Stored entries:
'''
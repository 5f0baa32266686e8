use clap::Parser;
use ledger_keeper::args::{Args, Command};
use ledger_keeper::{commands, Config, Result};
use std::process::ExitCode;
use tracing::{debug, error, trace};
use tracing_subscriber::filter::LevelFilter;
use tracing_subscriber::EnvFilter;

fn main() -> ExitCode {
    let args = Args::parse();
    let log_level = args.common().log_level();
    init_logger(log_level);
    debug!("Log level set to {}", log_level.to_string().to_lowercase());

    match main_inner(args) {
        Ok(_) => ExitCode::SUCCESS,
        Err(e) => {
            error!("Exiting with error: {e:#}");
            ExitCode::FAILURE
        }
    }
}

pub fn main_inner(args: Args) -> Result<()> {
    trace!("{args:?}");
    let home = args.common().ledger_home().path();

    let _: () = match args.command() {
        Command::Init(init_args) => commands::init(home, init_args)?.print(),
        Command::Add(add_args) => commands::add(&Config::load(home)?, add_args)?.print(),
        Command::List(list_args) => commands::list(&Config::load(home)?, list_args)?.print(),
        Command::Check => commands::check(&Config::load(home)?)?.print(),
        Command::Restore => commands::restore(&Config::load(home)?)?.print(),
        Command::Backups => commands::backups(&Config::load(home)?)?.print(),
    };
    Ok(())
}

/// Initializes the tracing subscriber.
pub fn init_logger(level: LevelFilter) {
    let filter = match std::env::var("RUST_LOG").ok() {
        Some(_) => {
            // RUST_LOG exists; use it.
            EnvFilter::from_default_env()
        }
        None => {
            // RUST_LOG does not exist; use default log level for this package only.
            EnvFilter::new(format!(
                "{}={},{}={}",
                env!("CARGO_PKG_NAME").replace('-', "_"),
                level,
                env!("CARGO_BIN_NAME"),
                level
            ))
        }
    };

    tracing_subscriber::fmt()
        .with_env_filter(filter)
        .with_writer(std::io::stderr)
        .init();
}
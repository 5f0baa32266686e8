pub mod args;
pub mod backup;
pub mod codec;
pub mod commands;
mod config;
mod error;
mod fs;
pub mod integrity;
pub mod model;
pub mod store;


pub use config::Config;
pub use error::{
    AppendError, BackupError, DecodeError, Error, LoadError, Result, ValidationError, WriteError,
};
pub use store::{LoadOutcome, Store};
'''
Work order: Check each line above for the string "trace" and copy those that have it.

Answer to this task:
use tracing::{debug, error, trace};
    trace!("{args:?}");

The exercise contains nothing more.